- What is expected: Whenever a line of the entries below holds the string "Resolves", copy that line and return it.

- Stored data:
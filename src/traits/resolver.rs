//! Resolver traits for service resolution.

use std::any::{Any, TypeId};
use std::sync::Arc;

use crate::error::{DiError, DiResult};
use crate::key::Key;
use crate::traits::Dispose;

/// Core resolver trait for object-safe service resolution.
///
/// Handles the low-level mechanics: key lookup through the container
/// hierarchy, lifetime caching and circular dependency detection.
///
/// Most users should use the [`Resolver`] trait instead, which provides
/// generic methods built on top of this trait.
pub trait ResolverCore: Send + Sync {
    /// Resolves a single service.
    ///
    /// # Returns
    ///
    /// * `Ok(AnyArc)` - The resolved service wrapped in `Arc<dyn Any>`
    /// * `Err(DiError)` - Resolution error (not found, circular, disposed, ...)
    fn resolve_any(&self, key: &Key) -> DiResult<Arc<dyn Any + Send + Sync>>;

    /// Resolves all multi-bound services for a capability.
    ///
    /// Bindings from ancestor containers come first, then the container's
    /// own, each group in registration order. Concrete type keys return an
    /// empty vector.
    fn resolve_many(&self, key: &Key) -> DiResult<Vec<Arc<dyn Any + Send + Sync>>>;

    /// Registers a synchronous disposal hook.
    ///
    /// Used by factories to register disposal callbacks that are executed
    /// when the containing container is disposed.
    fn push_sync_disposer(&self, f: Box<dyn FnOnce() + Send>);
}

/// High-level resolver interface with generic methods for type-safe resolution.
///
/// Both [`Container`](crate::Container) and
/// [`ResolverContext`](crate::ResolverContext) implement this trait, so
/// factory closures and callers use the same API.
///
/// # Examples
///
/// ```
/// use ferrous_prefab::{ContainerBuilder, Resolver};
/// use std::sync::Arc;
///
/// trait Logger: Send + Sync {
///     fn log(&self, msg: &str) -> String;
/// }
///
/// struct ConsoleLogger;
/// impl Logger for ConsoleLogger {
///     fn log(&self, msg: &str) -> String {
///         format!("LOG: {msg}")
///     }
/// }
///
/// let mut builder = ContainerBuilder::new();
/// builder.register_instance(42usize);
/// builder
///     .register_instance(ConsoleLogger)
///     .as_capability::<dyn Logger, _>(|logger| logger as Arc<dyn Logger>);
///
/// let container = builder.build().unwrap();
/// assert_eq!(*container.get_required::<usize>(), 42);
/// assert_eq!(container.get_required_trait::<dyn Logger>().log("hi"), "LOG: hi");
/// ```
pub trait Resolver: ResolverCore {
    /// Resolves a concrete service type.
    fn get<T: 'static + Send + Sync>(&self) -> DiResult<Arc<T>> {
        let key = Key::Type(TypeId::of::<T>(), std::any::type_name::<T>());
        let any = self.resolve_any(&key)?;
        any.downcast::<T>()
            .map_err(|_| DiError::TypeMismatch(std::any::type_name::<T>()))
    }

    /// Resolves a single capability implementation.
    ///
    /// Returns the most recently registered implementation for `T`, searching
    /// the nearest container first. For every implementation use
    /// [`get_all_trait`](Self::get_all_trait).
    fn get_trait<T: ?Sized + 'static + Send + Sync>(&self) -> DiResult<Arc<T>>
    where
        Arc<T>: 'static,
    {
        let key = Key::Trait(std::any::type_name::<T>());
        let any = self.resolve_any(&key)?;
        // Capabilities are stored as Arc<Arc<dyn Trait>>
        any.downcast::<Arc<T>>()
            .map(|boxed| (*boxed).clone())
            .map_err(|_| DiError::TypeMismatch(std::any::type_name::<T>()))
    }

    /// Resolves all registered implementations of a capability.
    ///
    /// # Examples
    ///
    /// ```
    /// use ferrous_prefab::{ContainerBuilder, Resolver};
    /// use std::sync::Arc;
    ///
    /// trait Plugin: Send + Sync {
    ///     fn name(&self) -> &str;
    /// }
    ///
    /// struct PluginA;
    /// impl Plugin for PluginA {
    ///     fn name(&self) -> &str { "Plugin A" }
    /// }
    ///
    /// struct PluginB;
    /// impl Plugin for PluginB {
    ///     fn name(&self) -> &str { "Plugin B" }
    /// }
    ///
    /// let mut builder = ContainerBuilder::new();
    /// builder.register_trait_instance::<dyn Plugin>(Arc::new(PluginA));
    /// builder.register_trait_instance::<dyn Plugin>(Arc::new(PluginB));
    ///
    /// let container = builder.build().unwrap();
    /// let plugins = container.get_all_trait::<dyn Plugin>().unwrap();
    /// assert_eq!(plugins.len(), 2);
    /// assert_eq!(plugins[0].name(), "Plugin A");
    /// assert_eq!(plugins[1].name(), "Plugin B");
    /// ```
    fn get_all_trait<T: ?Sized + 'static + Send + Sync>(&self) -> DiResult<Vec<Arc<T>>>
    where
        Arc<T>: 'static,
    {
        let key = Key::Trait(std::any::type_name::<T>());
        let anys = self.resolve_many(&key)?;

        let mut results = Vec::with_capacity(anys.len());
        for any in anys {
            let arc = any.downcast::<Arc<T>>()
                .map(|boxed| (*boxed).clone())
                .map_err(|_| DiError::TypeMismatch(std::any::type_name::<T>()))?;
            results.push(arc);
        }
        Ok(results)
    }

    /// Resolves a concrete service type, panicking on failure.
    ///
    /// # Panics
    ///
    /// Panics if the service cannot be resolved.
    fn get_required<T: 'static + Send + Sync>(&self) -> Arc<T> {
        self.get::<T>()
            .unwrap_or_else(|e| panic!("Failed to resolve {}: {:?}", std::any::type_name::<T>(), e))
    }

    /// Resolves a capability implementation, panicking on failure.
    ///
    /// # Panics
    ///
    /// Panics if the capability cannot be resolved.
    fn get_required_trait<T: ?Sized + 'static + Send + Sync>(&self) -> Arc<T>
    where
        Arc<T>: 'static,
    {
        self.get_trait::<T>()
            .unwrap_or_else(|e| panic!("Failed to resolve trait {}: {:?}", std::any::type_name::<T>(), e))
    }

    /// Registers a service for disposal when the resolving container is
    /// disposed. Hooks run in LIFO order.
    fn register_disposer<T: Dispose>(&self, service: Arc<T>) {
        self.push_sync_disposer(Box::new(move || service.dispose()));
    }
}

- Output below:
    /// Resolves a single service.
    /// Resolves all multi-bound services for a capability.
    /// Resolves a concrete service type.
    /// Resolves a single capability implementation.
    /// Resolves all registered implementations of a capability.
    /// Resolves a concrete service type, panicking on failure.
    /// Resolves a capability implementation, panicking on failure.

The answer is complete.